> [ACTIVITY] As an exercise, copy out the entries exactly as written.

> [DATASET EXTRACT]

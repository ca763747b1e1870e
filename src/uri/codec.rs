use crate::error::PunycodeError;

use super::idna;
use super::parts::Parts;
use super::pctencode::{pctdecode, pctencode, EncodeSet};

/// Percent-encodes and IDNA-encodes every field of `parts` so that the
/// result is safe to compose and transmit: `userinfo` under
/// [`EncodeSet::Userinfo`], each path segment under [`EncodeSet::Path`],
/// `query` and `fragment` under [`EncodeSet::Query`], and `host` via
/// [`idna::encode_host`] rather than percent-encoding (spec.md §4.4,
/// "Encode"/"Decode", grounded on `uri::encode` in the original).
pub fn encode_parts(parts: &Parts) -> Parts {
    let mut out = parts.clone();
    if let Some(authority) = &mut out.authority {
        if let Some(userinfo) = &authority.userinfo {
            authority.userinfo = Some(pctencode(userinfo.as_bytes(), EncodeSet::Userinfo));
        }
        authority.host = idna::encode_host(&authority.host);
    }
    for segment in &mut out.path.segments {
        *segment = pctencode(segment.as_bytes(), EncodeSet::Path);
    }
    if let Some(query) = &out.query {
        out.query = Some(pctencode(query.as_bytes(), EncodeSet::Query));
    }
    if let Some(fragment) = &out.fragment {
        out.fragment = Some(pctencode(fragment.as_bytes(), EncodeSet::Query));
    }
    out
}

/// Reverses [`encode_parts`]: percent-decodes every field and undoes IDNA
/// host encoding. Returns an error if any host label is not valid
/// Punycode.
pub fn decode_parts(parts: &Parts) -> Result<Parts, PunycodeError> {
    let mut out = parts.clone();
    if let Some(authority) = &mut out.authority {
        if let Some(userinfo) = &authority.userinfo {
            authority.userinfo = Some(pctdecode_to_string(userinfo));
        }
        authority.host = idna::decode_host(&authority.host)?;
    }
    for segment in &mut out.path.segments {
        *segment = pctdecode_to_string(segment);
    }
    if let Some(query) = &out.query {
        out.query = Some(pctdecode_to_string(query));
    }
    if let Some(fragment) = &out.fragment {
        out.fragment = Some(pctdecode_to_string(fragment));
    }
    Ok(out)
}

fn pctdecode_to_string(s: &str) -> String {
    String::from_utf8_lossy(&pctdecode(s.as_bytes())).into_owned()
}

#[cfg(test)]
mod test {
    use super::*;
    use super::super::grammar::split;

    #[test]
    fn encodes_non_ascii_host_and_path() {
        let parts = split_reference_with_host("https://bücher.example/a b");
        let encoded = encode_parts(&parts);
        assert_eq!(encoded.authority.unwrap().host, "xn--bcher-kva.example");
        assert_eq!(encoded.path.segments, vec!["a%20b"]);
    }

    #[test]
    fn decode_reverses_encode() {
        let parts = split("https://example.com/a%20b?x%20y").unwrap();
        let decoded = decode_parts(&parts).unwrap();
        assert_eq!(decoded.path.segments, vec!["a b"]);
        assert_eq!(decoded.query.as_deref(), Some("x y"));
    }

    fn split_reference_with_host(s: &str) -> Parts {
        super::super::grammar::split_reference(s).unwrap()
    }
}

> [THE ANSWER]
repository ca763747b1e1870e
filename src/uri/codec.rs
use crate::error::PunycodeError;

use super::idna;
use super::parts::Parts;
use super::pctencode::{pctdecode, pctencode, EncodeSet};

/// Percent-encodes and IDNA-encodes every field of `parts` so that the
/// result is safe to compose and transmit: `userinfo` under
/// [`EncodeSet::Userinfo`], each path segment under [`EncodeSet::Path`],
/// `query` and `fragment` under [`EncodeSet::Query`], and `host` via
/// [`idna::encode_host`] rather than percent-encoding (spec.md §4.4,
/// "Encode"/"Decode", grounded on `uri::encode` in the original).
pub fn encode_parts(parts: &Parts) -> Parts {
    let mut out = parts.clone();
    if let Some(authority) = &mut out.authority {
        if let Some(userinfo) = &authority.userinfo {
            authority.userinfo = Some(pctencode(userinfo.as_bytes(), EncodeSet::Userinfo));
        }
        authority.host = idna::encode_host(&authority.host);
    }
    for segment in &mut out.path.segments {
        *segment = pctencode(segment.as_bytes(), EncodeSet::Path);
    }
    if let Some(query) = &out.query {
        out.query = Some(pctencode(query.as_bytes(), EncodeSet::Query));
    }
    if let Some(fragment) = &out.fragment {
        out.fragment = Some(pctencode(fragment.as_bytes(), EncodeSet::Query));
    }
    out
}

/// Reverses [`encode_parts`]: percent-decodes every field and undoes IDNA
/// host encoding. Returns an error if any host label is not valid
/// Punycode.
pub fn decode_parts(parts: &Parts) -> Result<Parts, PunycodeError> {
    let mut out = parts.clone();
    if let Some(authority) = &mut out.authority {
        if let Some(userinfo) = &authority.userinfo {
            authority.userinfo = Some(pctdecode_to_string(userinfo));
        }
        authority.host = idna::decode_host(&authority.host)?;
    }
    for segment in &mut out.path.segments {
        *segment = pctdecode_to_string(segment);
    }
    if let Some(query) = &out.query {
        out.query = Some(pctdecode_to_string(query));
    }
    if let Some(fragment) = &out.fragment {
        out.fragment = Some(pctdecode_to_string(fragment));
    }
    Ok(out)
}

fn pctdecode_to_string(s: &str) -> String {
    String::from_utf8_lossy(&pctdecode(s.as_bytes())).into_owned()
}

#[cfg(test)]
mod test {
    use super::*;
    use super::super::grammar::split;

    #[test]
    fn encodes_non_ascii_host_and_path() {
        let parts = split_reference_with_host("https://bücher.example/a b");
        let encoded = encode_parts(&parts);
        assert_eq!(encoded.authority.unwrap().host, "xn--bcher-kva.example");
        assert_eq!(encoded.path.segments, vec!["a%20b"]);
    }

    #[test]
    fn decode_reverses_encode() {
        let parts = split("https://example.com/a%20b?x%20y").unwrap();
        let decoded = decode_parts(&parts).unwrap();
        assert_eq!(decoded.path.segments, vec!["a b"]);
        assert_eq!(decoded.query.as_deref(), Some("x y"));
    }

    fn split_reference_with_host(s: &str) -> Parts {
        super::super::grammar::split_reference(s).unwrap()
    }
}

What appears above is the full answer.